The asks urged Ofgem to move rapidly to fulfil its recommendation to encourage suppliers to work with hospitality businesses to resolve issues many face with prices fixed at levels far above the current market rates.

It also called for Ofgem to urgently enact its proposed changes to offer greater transparency to customers, deliver more timely responses to customer complaints and drive better practice in setting deemed rates.

In addition, UKH asked Ofgem to deliver wider access to the energy ombudsman to redress the imbalance of power between energy suppliers and businesses as well as put in place measures to prevent the blacklisting of entire sectors, particularly hospitality.

The fifth ask was to improve regulation of energy brokers and the introduction of a formal redress scheme and greater transparency around fees.

UKH’s four top tips on renegotiation are:

  1. Be proactive​ – Let’s be honest, your energy supplier is not going to come to you to offer a renegotiation. Starting a conversation with your supplier about your contract is the only way it can be improved.
  2. Ofgem’s review is your ally​ – Be explicit in referring to Ofgem’s recommendations, following its review into the non-domestic energy market. Ofgem said they expect suppliers to work proactively with their customers to help them adapt to challenging circumstances and to support them wherever possible. Referencing this clear direction from the regulator should help with your request.
  3. Don’t assume knowledge​ – As you’re writing to request a renegotiation, it’s almost certain your fixed contract price is far higher than current market prices. Be explicit about that fact and offer examples. You should be clear about the discrepancy between what you’re paying and what is on the market at the moment. 
  4. Be specific​ – You need to have specific requests included in your letter. Simply requesting support, while entirely valid, is too broad. You may want to request a reduction in the fixed rate for the remainder of your contract or spreading the remainder of your payments over a longer period – a so-called ‘blend and extend’ arrangement.

Moreover, UKH has also put together a template letter​ from operators to energy suppliers.

The template in full:

Re: Contract <ref number>

Dear <supplier>

I am writing to request an urgent renegotiation of the above energy contract following the recent fall in wholesale energy prices, publication of the Ofgem recommendations​ in July and support from Government for renegotiations. As a supplier you are able to purchase energy at a much lower price than that which you have fixed in my contract.

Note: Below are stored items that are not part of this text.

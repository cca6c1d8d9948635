use std::collections::HashMap;

use tracing::{error, info};

use backend_domain::{
    CategoryCount, FilterOptions, ScoredRow, TransactionQuery, TransactionSummary,
};

use crate::execution::run_scoring;
use crate::{AppError, AppState};

/// Filters the historical dataset, caps it, then scores the surviving rows.
pub async fn list_transactions(
    state: &AppState,
    query: TransactionQuery,
) -> Result<Vec<ScoredRow>, AppError> {
    let limit = state.config.effective_limit(query.limit);
    let rows = state
        .transactions
        .fetch_filtered(&query.filter, limit)
        .await
        .map_err(|err| {
            error!("failed to fetch transactions: {}", err);
            AppError::Internal(err)
        })?;

    let columns = state.transactions.columns();
    let pipeline = state.pipeline.clone();
    let scored = run_scoring(state, move || pipeline.score_rows(columns, rows)).await?;

    let anomalies = scored.iter().filter(|row| row.is_anomaly()).count();
    state.metrics.record_scoring(scored.len(), anomalies);
    info!(rows = scored.len(), anomalies, limit, "listed transactions");
    Ok(scored)
}

pub async fn summarize_transactions(
    state: &AppState,
    query: TransactionQuery,
) -> Result<TransactionSummary, AppError> {
    let rows = list_transactions(state, query).await?;
    Ok(summarize(&rows))
}

pub async fn transaction_filter_options(state: &AppState) -> Result<FilterOptions, AppError> {
    state.transactions.filter_options().await.map_err(|err| {
        error!("failed to collect filter options: {}", err);
        AppError::Internal(err)
    })
}

/// CSV of the flagged rows in the filtered slice.
pub async fn export_anomalies_csv(
    state: &AppState,
    query: TransactionQuery,
) -> Result<Vec<u8>, AppError> {
    let rows = list_transactions(state, query).await?;
    let columns = state.transactions.columns();

    let mut writer = csv::Writer::from_writer(Vec::new());
    writer
        .write_record(ScoredRow::csv_header(&columns))
        .map_err(|err| AppError::Internal(err.into()))?;
    for row in rows.iter().filter(|row| row.is_anomaly()) {
        writer
            .write_record(row.csv_record())
            .map_err(|err| AppError::Internal(err.into()))?;
    }
    writer
        .into_inner()
        .map_err(|err| AppError::Internal(anyhow::anyhow!("failed to flush csv: {}", err)))
}

pub fn summarize(rows: &[ScoredRow]) -> TransactionSummary {
    let flagged: Vec<&ScoredRow> = rows.iter().filter(|row| row.is_anomaly()).collect();
    let anomaly_rate_percent = if rows.is_empty() {
        0.0
    } else {
        let rate = flagged.len() as f64 / rows.len() as f64 * 100.0;
        (rate * 100.0).round() / 100.0
    };
    TransactionSummary {
        total_transactions: rows.len(),
        flagged_anomalies: flagged.len(),
        anomaly_rate_percent,
        anomalies_by_transaction_type: count_by(&flagged, |row| {
            &row.row.transaction.transaction_type
        }),
        anomalies_by_location: count_by(&flagged, |row| &row.row.transaction.location),
    }
}

fn count_by<F>(rows: &[&ScoredRow], key: F) -> Vec<CategoryCount>
where
    F: Fn(&ScoredRow) -> &String,
{
    let mut counts: HashMap<&str, usize> = HashMap::new();
    for row in rows {
        *counts.entry(key(row).as_str()).or_default() += 1;
    }
    let mut out: Vec<CategoryCount> = counts
        .into_iter()
        .map(|(value, count)| CategoryCount {
            value: value.to_string(),
            count,
        })
        .collect();
    out.sort_by(|a, b| b.count.cmp(&a.count).then_with(|| a.value.cmp(&b.value)));
    out
}

#[cfg(test)]
mod tests {
    use super::*;
    use crate::test_support::fixture_state;
    use backend_domain::{RuntimeConfig, TransactionFilter};

    fn query(filter: TransactionFilter, limit: Option<usize>) -> TransactionQuery {
        TransactionQuery { filter, limit }
    }

    #[tokio::test]
    async fn listing_returns_filtered_scored_rows() {
        let state = fixture_state(RuntimeConfig::default());
        let filter = TransactionFilter {
            location: vec!["Mombasa".to_string()],
            user_type: vec!["individual".to_string()],
            ..TransactionFilter::default()
        };
        let rows = list_transactions(&state, query(filter.clone(), None))
            .await
            .expect("list");
        assert_eq!(rows.len(), 4);
        assert!(rows.iter().all(|row| filter.matches(&row.row.transaction)));
        let flags: Vec<u8> = rows.iter().map(|row| row.scored.result.is_anomaly).collect();
        assert_eq!(flags, vec![0, 1, 0, 1]);
    }

    #[tokio::test]
    async fn limit_is_applied_after_filtering_and_clamped() {
        let state = fixture_state(RuntimeConfig {
            max_list_limit: 3,
            ..RuntimeConfig::default()
        });
        let filter = TransactionFilter {
            transaction_type: vec!["transfer".to_string()],
            ..TransactionFilter::default()
        };
        let rows = list_transactions(&state, query(filter.clone(), Some(50)))
            .await
            .expect("list");
        assert_eq!(rows.len(), 3);
        assert!(rows.iter().all(|row| row.row.transaction.transaction_type == "transfer"));

        let none = list_transactions(&state, query(filter, Some(0)))
            .await
            .expect("list");
        assert!(none.is_empty());
    }

    #[tokio::test]
    async fn summary_counts_flagged_rows() {
        let state = fixture_state(RuntimeConfig::default());
        let summary = summarize_transactions(&state, TransactionQuery::default())
            .await
            .expect("summary");
        assert_eq!(summary.total_transactions, 12);
        assert_eq!(summary.flagged_anomalies, 7);
        assert_eq!(summary.anomaly_rate_percent, 58.33);
        assert_eq!(
            summary.anomalies_by_transaction_type,
            vec![
                CategoryCount { value: "transfer".to_string(), count: 5 },
                CategoryCount { value: "deposit".to_string(), count: 1 },
                CategoryCount { value: "withdrawal".to_string(), count: 1 },
            ]
        );
        assert_eq!(summary.anomalies_by_location[0].value, "Nairobi");
        assert_eq!(summary.anomalies_by_location[0].count, 4);
    }

    #[test]
    fn empty_slice_has_zero_rate() {
        let summary = summarize(&[]);
        assert_eq!(summary.total_transactions, 0);
        assert_eq!(summary.anomaly_rate_percent, 0.0);
        assert!(summary.anomalies_by_location.is_empty());
    }

    #[tokio::test]
    async fn export_contains_only_flagged_rows() {
        let state = fixture_state(RuntimeConfig::default());
        let bytes = export_anomalies_csv(&state, TransactionQuery::default())
            .await
            .expect("export");
        let text = String::from_utf8(bytes).expect("utf8");
        let lines: Vec<&str> = text.lines().collect();
        assert_eq!(lines.len(), 8);
        assert!(lines[0].starts_with("transaction_id,timestamp,user_id,"));
        assert!(lines[0].ends_with(",log_amount,is_anomaly,anomaly_score"));
        assert!(lines[1].starts_with("TX0001,"));
        assert!(lines[1..].iter().all(|line| line.contains(",1,-0.")));
    }

    #[tokio::test]
    async fn filter_options_come_from_dataset() {
        let state = fixture_state(RuntimeConfig::default());
        let options = transaction_filter_options(&state).await.expect("options");
        assert_eq!(options.device_type, vec!["mobile", "web"]);
        assert_eq!(options.network_provider, vec!["Safaricom", "Airtel"]);
    }
}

While I appreciate you will have already purchased some of the energy that you are providing to me, you will be benefiting from reduced prices now. Furthermore, the risk premium that seems to have been applied to hospitality businesses provides you with a margin to reduce my prices.

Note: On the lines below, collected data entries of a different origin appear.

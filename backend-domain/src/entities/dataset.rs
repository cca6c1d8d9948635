// Historical dataset entities
// Rows of the flat transaction file, carried through to listing output verbatim

use std::sync::Arc;

use serde::ser::{SerializeMap, Serializer};
use serde::Serialize;

use crate::entities::{ScoredTransaction, Transaction};

/// Output columns appended by scoring. Source columns with these names are
/// replaced, not duplicated.
pub const DERIVED_COLUMNS: [&str; 3] = ["log_amount", "is_anomaly", "anomaly_score"];

#[derive(Debug, Clone, PartialEq, Serialize)]
#[serde(untagged)]
pub enum CellValue {
    Null,
    Integer(i64),
    Float(f64),
    Text(String),
}

impl CellValue {
    pub fn parse(raw: &str) -> Self {
        let trimmed = raw.trim();
        if trimmed.is_empty() {
            return CellValue::Null;
        }
        if let Ok(value) = trimmed.parse::<i64>() {
            return CellValue::Integer(value);
        }
        if let Ok(value) = trimmed.parse::<f64>() {
            if value.is_finite() {
                return CellValue::Float(value);
            }
        }
        CellValue::Text(raw.to_string())
    }

    pub fn to_csv_field(&self) -> String {
        match self {
            CellValue::Null => String::new(),
            CellValue::Integer(value) => value.to_string(),
            CellValue::Float(value) => value.to_string(),
            CellValue::Text(value) => value.clone(),
        }
    }
}

#[derive(Debug, Clone, PartialEq)]
pub struct HistoricalRow {
    pub transaction: Transaction,
    /// One cell per dataset column, aligned with the dataset header.
    pub cells: Vec<CellValue>,
}

/// A historical row after scoring. Serializes as a flat record: source
/// columns in header order, then the derived columns.
#[derive(Debug, Clone)]
pub struct ScoredRow {
    pub columns: Arc<[String]>,
    pub row: HistoricalRow,
    pub scored: ScoredTransaction,
}

impl ScoredRow {
    pub fn is_anomaly(&self) -> bool {
        self.scored.result.is_anomaly == 1
    }

    fn source_cells(&self) -> impl Iterator<Item = (&str, &CellValue)> {
        self.columns
            .iter()
            .zip(self.row.cells.iter())
            .filter(|(name, _)| !DERIVED_COLUMNS.contains(&name.as_str()))
            .map(|(name, cell)| (name.as_str(), cell))
    }

    pub fn csv_header(columns: &[String]) -> Vec<String> {
        columns
            .iter()
            .filter(|name| !DERIVED_COLUMNS.contains(&name.as_str()))
            .cloned()
            .chain(DERIVED_COLUMNS.iter().map(|name| name.to_string()))
            .collect()
    }

    pub fn csv_record(&self) -> Vec<String> {
        self.source_cells()
            .map(|(_, cell)| cell.to_csv_field())
            .chain([
                self.scored.log_amount.to_string(),
                self.scored.result.is_anomaly.to_string(),
                self.scored.result.anomaly_score.to_string(),
            ])
            .collect()
    }
}

impl Serialize for ScoredRow {
    fn serialize<S: Serializer>(&self, serializer: S) -> Result<S::Ok, S::Error> {
        let mut map = serializer.serialize_map(None)?;
        for (name, cell) in self.source_cells() {
            map.serialize_entry(name, cell)?;
        }
        map.serialize_entry("log_amount", &self.scored.log_amount)?;
        map.serialize_entry("is_anomaly", &self.scored.result.is_anomaly)?;
        map.serialize_entry("anomaly_score", &self.scored.result.anomaly_score)?;
        map.end()
    }
}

The recent Ofgem review stated their clear message that they expect suppliers to work proactively with their customers and, within their commercial confines, adapt to the difficult circumstances of individual customers to support them wherever possible​.

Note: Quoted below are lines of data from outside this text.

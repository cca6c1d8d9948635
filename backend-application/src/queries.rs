pub mod health_queries;
pub mod transaction_queries;

pub use health_queries::*;
pub use transaction_queries::*;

It also found numerous failings in the non-domestic market. This included accounts of customers struggling to contract with energy suppliers, poor customer service, and larger price hikes than seem necessary. It identified unjustified increases in standing charges, unnecessarily high deposit requests and a lack of competition in the market, particularly for hospitality.

In light of these findings and recommendations, we believe that as my energy supplier you should reconsider the terms of our agreement and adjust the price accordingly.

 In response to this I would like to renegotiate our contract. I would like to see the following revised:

<delete/amend as applicable>

• A reduction in the fixed rate for the remainder of my contract

• Termination of my existing contract and a new contract based on current market prices • A cut to the level of my standing charge

• A return of my deposit, in part or in full, to the business

• A spreading of the remainder of my payments over a longer period – so called ‘blend and extend’

I would appreciate an answer at your earliest convenience as the excessive level of energy price I am paying is having a material impact on the impact of my business and is affecting other business decisions – such as staffing and investment.